**DATA EXTRACT:**
=== Section Start ===
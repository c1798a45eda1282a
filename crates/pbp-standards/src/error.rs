#![deny(unsafe_code)]

use std::path::PathBuf;

use pbp_model::{BpType, Sex};

#[derive(Debug, thiserror::Error)]
pub enum StandardsError {
    #[error("failed to read file {path}: {source}")]
    Io {
        path: PathBuf,
        #[source]
        source: std::io::Error,
    },

    #[error("failed to parse TOML manifest {path}: {source}")]
    Toml {
        path: PathBuf,
        #[source]
        source: toml::de::Error,
    },

    #[error("invalid manifest: {message}")]
    InvalidManifest { message: String },

    #[error("missing required role in manifest: {role}")]
    MissingRole { role: String },

    #[error("duplicate role in manifest: {role}")]
    DuplicateRole { role: String },

    #[error("invalid sha256 for {path}: {message}")]
    InvalidSha256 { path: PathBuf, message: String },

    #[error("invalid manifest path {path}: {message}")]
    InvalidPath { path: PathBuf, message: String },

    #[error("missing reference table file: {path}")]
    MissingFile { path: PathBuf },

    #[error("sha256 mismatch for {path} (expected {expected}, got {actual})")]
    Sha256Mismatch {
        path: PathBuf,
        expected: String,
        actual: String,
    },

    #[error("failed to parse CSV {path}: {message}")]
    Csv { path: PathBuf, message: String },

    #[error("malformed reference table {table}: {message}")]
    InvalidTable { table: String, message: String },

    #[error("duplicate reference table for {sex} {bp_type}")]
    DuplicateTable { sex: Sex, bp_type: BpType },

    #[error("no reference table for {sex} {bp_type}")]
    MissingTable { sex: Sex, bp_type: BpType },
}

impl StandardsError {
    pub(crate) fn io(path: impl Into<PathBuf>, source: std::io::Error) -> Self {
        Self::Io {
            path: path.into(),
            source,
        }
    }

    pub(crate) fn invalid_table(table: impl Into<String>, message: impl Into<String>) -> Self {
        Self::InvalidTable {
            table: table.into(),
            message: message.into(),
        }
    }

    /// True when the reference data itself is corrupt, as opposed to a
    /// missing file or a misconfigured directory.
    pub fn is_integrity_error(&self) -> bool {
        matches!(
            self,
            Self::InvalidTable { .. } | Self::Sha256Mismatch { .. } | Self::Csv { .. }
        )
    }
}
=== Section End ===
**TRY IT:**
Gather each line of the records holding the string "PathBuf".

**SOLUTION FOR THIS EXERCISE:**
use std::path::PathBuf;
        path: PathBuf,
        path: PathBuf,
    InvalidSha256 { path: PathBuf, message: String },
    InvalidPath { path: PathBuf, message: String },
    MissingFile { path: PathBuf },
        path: PathBuf,
    Csv { path: PathBuf, message: String },
    pub(crate) fn io(path: impl Into<PathBuf>, source: std::io::Error) -> Self {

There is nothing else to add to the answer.